■ **What to produce**:
A single figure is required: the number of lines below that contain "recoDate".

■ **Input data**:
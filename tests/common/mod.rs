//! Shared fixtures for the screener-view integration tests.
//!
//! Provides sample payloads shaped like the screener backend's responses and
//! `spawn_backend()`, which serves them from an in-process axum server on an
//! ephemeral port and records every request it receives.

#![allow(dead_code)]

use std::collections::HashMap;
use std::sync::{Arc, Mutex};

use axum::extract::{Path, Query, State};
use axum::http::{header, StatusCode};
use axum::response::{IntoResponse, Response};
use axum::routing::get;
use axum::{Json, Router};
use screener_view::models::{ComparisonData, MarketActionRow, TickerRecord};
use serde_json::{json, Value};
use tokio::net::TcpListener;

// ---------------------------------------------------------------------------
// Payload fixtures
// ---------------------------------------------------------------------------

/// Compare payload for `TCS,INFY,HDFCBANK,XYZ`, in that order. `XYZ` is
/// unknown to the backend.
pub const COMPARE_BODY: &str = r#"{
    "TCS": {
        "Industry": "IT - Software",
        "P/E": "28.5",
        "ROCE %": "64.3",
        "Dividend Yield %": "1.9",
        "Market Cap": "₹13,50,000 Cr.",
        "High / Low": "4,592 / 3,056"
    },
    "INFY": {
        "Industry": "IT - Software",
        "P/E": "24.1",
        "ROCE %": "40.2",
        "Dividend Yield %": "2.8",
        "Market Cap": "₹6,20,000 Cr."
    },
    "HDFCBANK": {
        "Industry": "Banks",
        "P/E": "19.8",
        "ROE %": "16.9",
        "Debt to equity": "6.5",
        "Market Cap": "₹12,00,000 Cr.",
        "Pledged percentage": 0,
        "Promoter holding": null
    },
    "XYZ": null
}"#;

pub fn sample_comparison() -> ComparisonData {
    serde_json::from_str(COMPARE_BODY).unwrap()
}

pub fn record(pairs: &[(&str, &str)]) -> TickerRecord {
    pairs.iter().copied().collect()
}

pub fn row(pairs: &[(&str, &str)]) -> MarketActionRow {
    pairs.iter().copied().collect()
}

fn ticker_json(ticker: &str) -> Value {
    match ticker {
        "TCS" => json!({"Industry": "IT - Software", "P/E": "28.5", "ROCE %": "64.3"}),
        "INFY" => json!({"Industry": "IT - Software", "P/E": "24.1", "ROCE %": "40.2"}),
        "HDFCBANK" => json!({"Industry": "Banks", "P/E": "19.8", "ROE %": "16.9"}),
        _ => Value::Null,
    }
}

pub fn geo_json() -> Value {
    json!({
        "revenueSplit": {
            "North America": 50.2,
            "Europe": 29.3,
            "India": 20.5
        },
        "news": {
            "India": [
                {
                    "title": "IT exports rise in Q2",
                    "link": "https://news.example.com/it-exports",
                    "pubDate": "Tue, 10 Jun 2025 08:00:00 GMT",
                    "source": "Example Times"
                }
            ],
            "North America": []
        }
    })
}

pub fn corporate_actions_json() -> Value {
    json!({
        "dividends": {
            "upcoming": [
                {"Type": "Interim", "Dividend": "₹11", "Ex-Date": "16-07-2025"}
            ],
            "previous": [
                {"Type": "Final", "Dividend": "₹30", "Ex-Date": "04-06-2025"},
                {"Type": "Interim", "Dividend": "₹10", "Ex-Date": "17-01-2025"}
            ]
        },
        "splits": {
            "previous": [
                {"Old FV": "10", "New FV": "1", "Split Date": "01-06-2018"}
            ]
        }
    })
}

pub fn broker_research_json() -> Value {
    json!([
        {
            "organization": "Alpha Securities",
            "reco": "BUY",
            "targetPrice": "₹4,200",
            "recommendedPrice": "₹3,500",
            "reportLink": "https://research.example.com/alpha.pdf",
            "recoDate": "16 Oct, 2025",
            "summary": "Deal wins support margin recovery."
        },
        {
            "organization": "Beta Capital",
            "reco": "HOLD",
            "targetPrice": "₹3,600",
            "recommendedPrice": "₹3,450",
            "reportLink": "https://research.example.com/beta.pdf",
            "recoDate": "02 Sep, 2025",
            "summary": null
        }
    ])
}

pub fn market_actions_json() -> Value {
    json!({
        "dividends": [
            {"company": "Tata Consultancy", "type": "Interim", "percentage": "1100", "announcementDate": "01-06-2025", "recordDate": "11-06-2025", "exDate": "11-06-2025"},
            {"company": "Infosys", "type": "Final", "percentage": "440", "announcementDate": "20-05-2025", "recordDate": "30-05-2025", "exDate": "30-05-2025"},
            {"company": "HDFC Bank", "type": "Final", "percentage": "1100", "announcementDate": "-", "recordDate": "-", "exDate": "Not Announced"},
            {"company": "Wipro", "type": "Interim", "percentage": "300", "announcementDate": "05-06-2025", "recordDate": "20-06-2025", "exDate": "20-06-2025"}
        ],
        "bonus": [
            {"company": "Bharat Electronics", "ratio": "2:1", "announcementDate": "01-06-2025", "recordDate": "10-06-2025", "exDate": "10-06-2025"}
        ],
        "splits": [
            {"company": "Nestle India", "oldFV": "10", "newFV": "1", "splitDate": "12-06-2025"}
        ],
        "rights": []
    })
}

// ---------------------------------------------------------------------------
// Fake backend
// ---------------------------------------------------------------------------

/// One request seen by the fake backend.
#[derive(Debug, Clone)]
pub struct Hit {
    /// Path relative to the API prefix, e.g. `geo-analysis/TCS`.
    pub path: String,
    pub query: HashMap<String, String>,
}

impl Hit {
    pub fn refresh(&self) -> bool {
        self.query.get("refresh").map(String::as_str) == Some("true")
    }
}

/// Request log shared with the running server.
#[derive(Clone, Default)]
pub struct FakeBackend {
    hits: Arc<Mutex<Vec<Hit>>>,
}

impl FakeBackend {
    fn record(&self, path: String, query: HashMap<String, String>) {
        self.hits.lock().unwrap().push(Hit { path, query });
    }

    pub fn hits(&self) -> Vec<Hit> {
        self.hits.lock().unwrap().clone()
    }

    /// Number of requests made to exactly `path`.
    pub fn count(&self, path: &str) -> usize {
        self.hits().iter().filter(|h| h.path == path).count()
    }

    pub fn last(&self, path: &str) -> Option<Hit> {
        self.hits().into_iter().filter(|h| h.path == path).last()
    }
}

type Params = Query<HashMap<String, String>>;

/// Serve the fixtures on `127.0.0.1:0`. Returns the base URL and the request
/// log.
///
/// Panel endpoints answer ticker `FAIL` with a 500 and ticker `ERR` with an
/// `{"error": ...}` body.
pub async fn spawn_backend() -> (String, FakeBackend) {
    let backend = FakeBackend::default();
    let app = Router::new()
        .route("/api/v1/data-fetcher/compare", get(compare))
        .route("/api/v1/data-fetcher/geo-analysis/{ticker}", get(geo_analysis))
        .route("/api/v1/data-fetcher/corporate-actions/{ticker}", get(corporate_actions))
        .route("/api/v1/data-fetcher/broker-research/{ticker}", get(broker_research))
        .route("/api/v1/data-fetcher/market-actions", get(market_actions))
        .with_state(backend.clone());

    let listener = TcpListener::bind("127.0.0.1:0").await.unwrap();
    let addr = listener.local_addr().unwrap();
    tokio::spawn(async move {
        axum::serve(listener, app).await.unwrap();
    });
    (format!("http://{}", addr), backend)
}

async fn compare(State(backend): State<FakeBackend>, Query(query): Params) -> Response {
    let tickers = query.get("tickers").cloned().unwrap_or_default();
    backend.record("compare".into(), query);

    // Built by hand so the response keeps the requested ticker order.
    let entries: Vec<String> = tickers
        .split(',')
        .filter(|t| !t.is_empty())
        .map(|t| format!("{}: {}", Value::from(t), ticker_json(t)))
        .collect();
    let body = format!("{{{}}}", entries.join(", "));
    ([(header::CONTENT_TYPE, "application/json")], body).into_response()
}

fn panel(ticker: &str, body: Value) -> Response {
    match ticker {
        "FAIL" => StatusCode::INTERNAL_SERVER_ERROR.into_response(),
        "ERR" => Json(json!({"error": format!("No data for {}", ticker)})).into_response(),
        _ => Json(body).into_response(),
    }
}

async fn geo_analysis(
    State(backend): State<FakeBackend>,
    Path(ticker): Path<String>,
    Query(query): Params,
) -> Response {
    backend.record(format!("geo-analysis/{}", ticker), query);
    panel(&ticker, geo_json())
}

async fn corporate_actions(
    State(backend): State<FakeBackend>,
    Path(ticker): Path<String>,
    Query(query): Params,
) -> Response {
    backend.record(format!("corporate-actions/{}", ticker), query);
    panel(&ticker, corporate_actions_json())
}

async fn broker_research(
    State(backend): State<FakeBackend>,
    Path(ticker): Path<String>,
    Query(query): Params,
) -> Response {
    backend.record(format!("broker-research/{}", ticker), query);
    panel(&ticker, broker_research_json())
}

async fn market_actions(State(backend): State<FakeBackend>, Query(query): Params) -> Response {
    backend.record("market-actions".into(), query);
    Json(market_actions_json()).into_response()
}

■ **Solution for this exercise**:
2